Background: Bilateral cleft nose deformity is increasingly being treated before primary repair with nasoalveolar molding. With the Grayson technique, nasal molding is started when the alveolar gap is reduced to 5 mm, whereas with the Figueroa technique, nasal molding and alveolar molding are performed at the same time. Both techniques significantly lengthen the columella, but their comparative efficacy, efficiency, and incidence of complications have not been investigated.

Methods: In this blinded, retrospective study of 58 patients with complete bilateral cleft lip–cleft palate, 27 underwent Grayson nasoalveolar molding and 31 underwent Figueroa nasoalveolar molding.

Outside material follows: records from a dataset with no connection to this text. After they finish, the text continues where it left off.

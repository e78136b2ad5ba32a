//! Collect → normalize → aggregate → render, for one run.

pub mod collect_task;
pub mod report_task;

pub use report_task::{run, run_with_adapters, RunOutcome};
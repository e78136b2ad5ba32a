pub mod render_service;
pub mod templates;

pub use render_service::ReportRenderer;
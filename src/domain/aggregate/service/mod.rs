//! Single-pass grouping of canonical records into an `AggregatedView`.

use std::borrow::Borrow;

use futures::{Stream, StreamExt};
use tracing::debug;

use crate::domain::aggregate::model::{AggregatedView, AggregationKey, Dimension};
use crate::domain::common::model::ResourceCostRecord;
use crate::errors::AggregateError;

/// Incremental aggregator; memory grows with the number of groups, not records.
#[derive(Debug)]
pub struct Aggregator {
    view: AggregatedView,
}

impl Aggregator {
    pub fn new(group_by: &[Dimension]) -> Self {
        Self {
            view: AggregatedView::new(group_by.to_vec()),
        }
    }

    pub fn push(&mut self, record: &ResourceCostRecord) -> Result<(), AggregateError> {
        let key = AggregationKey::from_record(record, self.view.group_by());
        self.view.add(key, record.amount, 1)
    }

    pub fn finish(self) -> Result<AggregatedView, AggregateError> {
        self.view.check_currencies()?;
        debug!(
            groups = self.view.len(),
            records = self.view.record_count(),
            "Aggregation finished"
        );
        Ok(self.view)
    }
}

pub fn aggregate<I>(records: I, group_by: &[Dimension]) -> Result<AggregatedView, AggregateError>
where
    I: IntoIterator,
    I::Item: Borrow<ResourceCostRecord>,
{
    let mut aggregator = Aggregator::new(group_by);
    for record in records {
        aggregator.push(record.borrow())?;
    }
    aggregator.finish()
}

pub async fn aggregate_stream<S>(records: S, group_by: &[Dimension]) -> Result<AggregatedView, AggregateError>
where
    S: Stream<Item = ResourceCostRecord>,
{
    let mut aggregator = Aggregator::new(group_by);
    futures::pin_mut!(records);
    while let Some(record) = records.next().await {
        aggregator.push(&record)?;
    }
    aggregator.finish()
}

#[cfg(test)]
mod tests {
    use super::*;
    use crate::domain::common::model::Provider;
    use chrono::{TimeZone, Utc};
    use rand::seq::SliceRandom;
    use rand::SeedableRng;
    use rust_decimal::Decimal;
    use rust_decimal_macros::dec;
    use std::collections::BTreeMap;

    fn record(provider: Provider, service: &str, amount: Decimal, currency: &str) -> ResourceCostRecord {
        let start = Utc.with_ymd_and_hms(2026, 9, 14, 0, 0, 0).unwrap();
        ResourceCostRecord {
            provider,
            account_id: "acct-1".into(),
            service_name: service.into(),
            resource_id: None,
            amount,
            currency: currency.into(),
            period_start: start,
            period_end: start + chrono::Duration::days(1),
            tags: BTreeMap::new(),
            is_credit: false,
        }
    }

    fn mixed_records() -> Vec<ResourceCostRecord> {
        let mut records = Vec::new();
        for i in 0..30u32 {
            let provider = Provider::ALL[(i % 3) as usize];
            let service = ["S3", "EC2", "Blob", "BigQuery"][(i % 4) as usize];
            let currency = ["USD", "EUR"][(i % 2) as usize];
            records.push(record(provider, service, Decimal::new(i as i64 * 137 + 5, 2), currency));
        }
        records.push(ResourceCostRecord {
            is_credit: true,
            ..record(Provider::Aws, "S3", dec!(-4.25), "USD")
        });
        records
    }

    #[test]
    fn groups_by_provider() {
        let records = vec![
            record(Provider::Aws, "S3", dec!(10.00), "USD"),
            record(Provider::Aws, "EC2", dec!(5.00), "USD"),
            record(Provider::Azure, "Blob", dec!(3.00), "USD"),
        ];

        let view = aggregate(&records, &[Dimension::Provider]).unwrap();

        assert_eq!(view.len(), 2);
        assert_eq!(view.get_by_label("AWS/USD").unwrap().amount, dec!(15.00));
        assert_eq!(view.get_by_label("AWS/USD").unwrap().record_count, 2);
        assert_eq!(view.get_by_label("Azure/USD").unwrap().amount, dec!(3.00));
    }

    #[test]
    fn totals_are_conserved_per_currency() {
        let records = mixed_records();
        let view = aggregate(&records, &[Dimension::Currency, Dimension::Service]).unwrap();

        let mut expected: BTreeMap<String, Decimal> = BTreeMap::new();
        for r in &records {
            *expected.entry(r.currency.clone()).or_default() += r.amount;
        }

        assert_eq!(view.totals_by_currency().unwrap(), expected);
        assert_eq!(view.record_count(), records.len() as u64);
    }

    #[test]
    fn arrival_order_does_not_matter() {
        let records = mixed_records();
        let dims = [Dimension::Provider, Dimension::Service, Dimension::Currency];
        let baseline = aggregate(&records, &dims).unwrap();

        let mut rng = rand::rngs::StdRng::seed_from_u64(7);
        for _ in 0..5 {
            let mut shuffled = records.clone();
            shuffled.shuffle(&mut rng);
            assert_eq!(aggregate(&shuffled, &dims).unwrap(), baseline);
        }
    }

    #[test]
    fn empty_input_gives_empty_view() {
        let view = aggregate(Vec::<ResourceCostRecord>::new(), &[Dimension::Provider]).unwrap();
        assert!(view.is_empty());
        assert!(view.totals_by_currency().unwrap().is_empty());
    }

    #[test]
    fn mixed_currency_without_currency_dimension_fails() {
        let records = vec![
            record(Provider::Aws, "S3", dec!(1.00), "USD"),
            record(Provider::Gcp, "S3", dec!(2.00), "EUR"),
        ];

        let err = aggregate(&records, &[Dimension::Service]).unwrap_err();
        assert_eq!(
            err,
            AggregateError::MixedCurrency {
                group: "S3".into(),
                first: "EUR".into(),
                second: "USD".into(),
            }
        );

        let view = aggregate(&records, &[Dimension::Service, Dimension::Currency]).unwrap();
        assert_eq!(view.len(), 2);
    }

    #[test]
    fn overflow_is_reported() {
        let records = vec![
            record(Provider::Aws, "S3", Decimal::MAX, "USD"),
            record(Provider::Aws, "S3", Decimal::MAX, "USD"),
        ];
        assert!(matches!(
            aggregate(&records, &[Dimension::Service]),
            Err(AggregateError::Overflow(_))
        ));
    }

    #[test]
    fn merge_is_commutative() {
        let records = mixed_records();
        let (left, right) = records.split_at(12);
        let dims = [Dimension::Provider, Dimension::Currency];

        let a = aggregate(left, &dims).unwrap();
        let b = aggregate(right, &dims).unwrap();

        let ab = a.clone().merge(b.clone()).unwrap();
        let ba = b.merge(a).unwrap();
        assert_eq!(ab, ba);
        assert_eq!(ab, aggregate(&records, &dims).unwrap());

        let other = AggregatedView::new(vec![Dimension::Service]);
        assert!(matches!(
            ab.merge(other),
            Err(AggregateError::GroupingMismatch(_, _))
        ));
    }

    #[tokio::test]
    async fn stream_and_iterator_agree() {
        let records = mixed_records();
        let dims = [Dimension::Service, Dimension::Currency];

        let from_stream = aggregate_stream(futures::stream::iter(records.clone()), &dims)
            .await
            .unwrap();
        assert_eq!(from_stream, aggregate(&records, &dims).unwrap());
    }
}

Outcomes were compared by analyzing pretreatment and posttreatment facial photographs and clinical charts for efficacy (i.e., columella length ratio, alar width ratio, alar base width ratio, nostril shape, nasal tip angle, nasolabial angle, and nasal base angle), efficiency (i.e., molding frequency), and incidence of complications (e.g., facial irritation and oral mucosal ulceration).

Results: Grayson and Figueroa nasoalveolar molding did not differ in treatment efficacy for columellar length ratio, alar width ratio, alar base width ratio, nostril shape, nasal tip angle, nasolabial angle, or nasal base angle (all p > 0.05). Grayson nasoalveolar molding was less efficient (i.e., required more adjustments) (10.8 ± 4.1 versus 7.6 ± 1.5; p = 0.001) and had a higher incidence of oral mucosal ulceration (26 percent versus 3 percent; p < 0.05).

Conclusions: Both Grayson and Figueroa nasoalveolar molding similarly improve nasal deformities and reduce alveolar gaps; however, the Figueroa technique is associated with fewer oral mucosal complications and more efficiency.

CLINICAL QUESTION/LEVEL OF EVIDENCE: Therapeutic, III.

Linkou, Taoyuan, and Taipei, Taiwan

From the Craniofacial Center, the Craniofacial Research Center, and the Department of Craniofacial Orthodontics, Chang Gung Memorial Hospital; and the College of Medicine, Chang Gung University.

Received for publication April 22, 2013; accepted August 2, 2013.

Disclosure: None of the authors has a financial interest in any of the products or devices mentioned in this article.